Stored data:
----

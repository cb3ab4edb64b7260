//! Sorting decoded boxes into the caller's status buckets.

use std::collections::BTreeMap;

use serde::{Deserialize, Serialize};

use crate::{
    format::FormatId,
    pokemon::{DecodedRecord, Slot},
    save::{GameBox, SaveContents, Trainer},
};

/// Status of records in a box with no mapping.
pub const DEFAULT_STATUS: &str = "Boxed";
/// Status of every party record.
pub const PARTY_STATUS: &str = "Team";

/// Sends every record in one in-game box to a status bucket.
#[derive(Clone, Debug, PartialEq, Eq, Serialize, Deserialize)]
pub struct BoxMapping {
    /// Box number as the game shows it, counting from 1.
    pub index: u8,
    pub status: String,
    /// Label for the box. Empty keeps the in-game name.
    #[serde(default)]
    pub name: String,
}

#[derive(Clone, Debug, PartialEq, Serialize)]
pub struct StoredBox {
    pub number: u8,
    /// The in-game box name.
    pub name: String,
    pub status: String,
    pub label: String,
    pub slots: Vec<Slot>,
}

#[derive(Clone, Debug, PartialEq, Serialize)]
#[serde(rename_all = "camelCase")]
pub struct DecodeResult {
    pub detected_format: FormatId,
    pub trainer: Trainer,
    pub party: Vec<Slot>,
    pub boxes: Vec<StoredBox>,
}

impl DecodeResult {
    /// Every readable record, party included, carrying `status`.
    pub fn bucket(&self, status: &str) -> Vec<&DecodedRecord> {
        self.records()
            .filter(|record| record.status == status)
            .collect()
    }

    /// Readable records grouped by status.
    pub fn buckets(&self) -> BTreeMap<&str, Vec<&DecodedRecord>> {
        let mut buckets: BTreeMap<&str, Vec<&DecodedRecord>> = BTreeMap::new();
        for record in self.records() {
            buckets.entry(record.status.as_str()).or_default().push(record);
        }
        buckets
    }

    pub fn unreadable_count(&self) -> usize {
        self.slots().filter(|slot| slot.is_unreadable()).count()
    }

    fn slots(&self) -> impl Iterator<Item = &Slot> {
        self.party
            .iter()
            .chain(self.boxes.iter().flat_map(|stored| stored.slots.iter()))
    }

    fn records(&self) -> impl Iterator<Item = &DecodedRecord> {
        self.slots().filter_map(Slot::record)
    }
}

fn assign_status(slots: &mut [Slot], status: &str) {
    slots
        .iter_mut()
        .filter_map(|slot| match slot {
            Slot::Occupied(record) => Some(record),
            Slot::Unreadable(_) => None,
        })
        .for_each(|record| record.status = status.to_owned());
}

/// Applies the box mappings to decoded save contents. The first mapping for a
/// box number wins.
pub fn project(format: FormatId, contents: SaveContents, mappings: &[BoxMapping]) -> DecodeResult {
    let SaveContents {
        trainer,
        mut party,
        boxes,
    } = contents;
    assign_status(&mut party, PARTY_STATUS);

    for mapping in mappings {
        if !boxes.iter().any(|game_box| game_box.number == mapping.index) {
            log::warn!(
                "Mapping for box {} does not match any {format} box",
                mapping.index
            );
        }
    }

    let boxes = boxes
        .into_iter()
        .map(|game_box| {
            let GameBox {
                number,
                name,
                mut slots,
            } = game_box;
            let mapping = mappings.iter().find(|mapping| mapping.index == number);
            let status = mapping
                .map(|mapping| mapping.status.clone())
                .unwrap_or_else(|| DEFAULT_STATUS.to_owned());
            let label = match mapping {
                Some(mapping) if !mapping.name.is_empty() => mapping.name.clone(),
                _ => name.clone(),
            };
            assign_status(&mut slots, &status);
            log::trace!("Box {number} ({label}) goes to {status}");
            StoredBox {
                number,
                name,
                status,
                label,
                slots,
            }
        })
        .collect();

    DecodeResult {
        detected_format: format,
        trainer,
        party,
        boxes,
    }
}

#[cfg(test)]
mod tests {
    use super::*;
    use crate::{
        error::RecordError,
        pokemon::{dv_block, Location, OriginalTrainer, Species, UnreadableRecord},
        save::TimePlayed,
        TrainerId,
    };

    fn record(location: Location) -> Slot {
        Slot::Occupied(DecodedRecord {
            location,
            species: Species {
                national_dex: Some(1),
                index: 1,
                name: "Bulbasaur".to_owned(),
            },
            nickname: "BULBASAUR".to_owned(),
            original_trainer: OriginalTrainer {
                name: "RED".to_owned(),
                id: TrainerId {
                    public_id: 1,
                    secret_id: None,
                },
            },
            held_item: None,
            moves: Vec::new(),
            experience: 0,
            level: 5,
            ivs: dv_block(0),
            evs: dv_block(0),
            is_egg: false,
            is_shiny: None,
            gender: None,
            nature: None,
            ability: None,
            personality_value: None,
            friendship: None,
            language: None,
            met_location: None,
            status: String::new(),
        })
    }

    fn contents() -> SaveContents {
        let boxes = (1..=3)
            .map(|number| GameBox {
                number,
                name: format!("BOX{number}"),
                slots: vec![
                    record(Location::Box { number, slot: 1 }),
                    Slot::Unreadable(UnreadableRecord {
                        location: Location::Box { number, slot: 2 },
                        error: RecordError::BadEgg,
                    }),
                    record(Location::Box { number, slot: 3 }),
                ],
            })
            .collect();
        SaveContents {
            trainer: Trainer {
                name: "RED".to_owned(),
                id: TrainerId {
                    public_id: 1,
                    secret_id: None,
                },
                gender: None,
                money: 0,
                time_played: TimePlayed::default(),
                badges: Some(0),
                rival_name: Some("BLUE".to_owned()),
            },
            party: vec![record(Location::Party { slot: 1 })],
            boxes,
        }
    }

    fn mapping(index: u8, status: &str, name: &str) -> BoxMapping {
        BoxMapping {
            index,
            status: status.to_owned(),
            name: name.to_owned(),
        }
    }

    #[test]
    fn test_every_mapped_record_lands_in_its_bucket() {
        let mappings = vec![mapping(2, "Dead", "Graveyard"), mapping(3, "Released", "")];
        let result = project(FormatId::RedBlueYellow, contents(), &mappings);

        assert_eq!(result.bucket(PARTY_STATUS).len(), 1);
        for mapping in &mappings {
            let bucket = result.bucket(&mapping.status);
            assert_eq!(bucket.len(), 2);
            assert!(bucket
                .iter()
                .all(|record| record.location.box_number() == Some(mapping.index)));
        }
        let boxed = result.bucket(DEFAULT_STATUS);
        assert_eq!(boxed.len(), 2);
        assert!(boxed
            .iter()
            .all(|record| record.location.box_number() == Some(1)));

        assert_eq!(result.boxes[1].label, "Graveyard");
        assert_eq!(result.boxes[2].label, "BOX3");
        assert_eq!(result.boxes[0].status, DEFAULT_STATUS);
        assert_eq!(result.unreadable_count(), 3);
        assert_eq!(result.buckets().len(), 4);
    }

    #[test]
    fn test_first_mapping_wins() {
        let mappings = vec![mapping(1, "Dead", ""), mapping(1, "Released", "")];
        let result = project(FormatId::RedBlueYellow, contents(), &mappings);
        assert_eq!(result.boxes[0].status, "Dead");
        assert!(result.bucket("Released").is_empty());
    }

    #[test]
    fn test_mapping_json_shape() {
        let mappings: Vec<BoxMapping> =
            serde_json::from_str(r#"[{"index": 4, "status": "Dead"}]"#).unwrap();
        assert_eq!(mappings, vec![mapping(4, "Dead", "")]);
    }
}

----

Goal of the exercise: For the string "BoxMapping", go through the entries above and copy each line where it occurs.

Solution to this task:
pub struct BoxMapping {
pub fn project(format: FormatId, contents: SaveContents, mappings: &[BoxMapping]) -> DecodeResult {
    fn mapping(index: u8, status: &str, name: &str) -> BoxMapping {
        BoxMapping {
        let mappings: Vec<BoxMapping> =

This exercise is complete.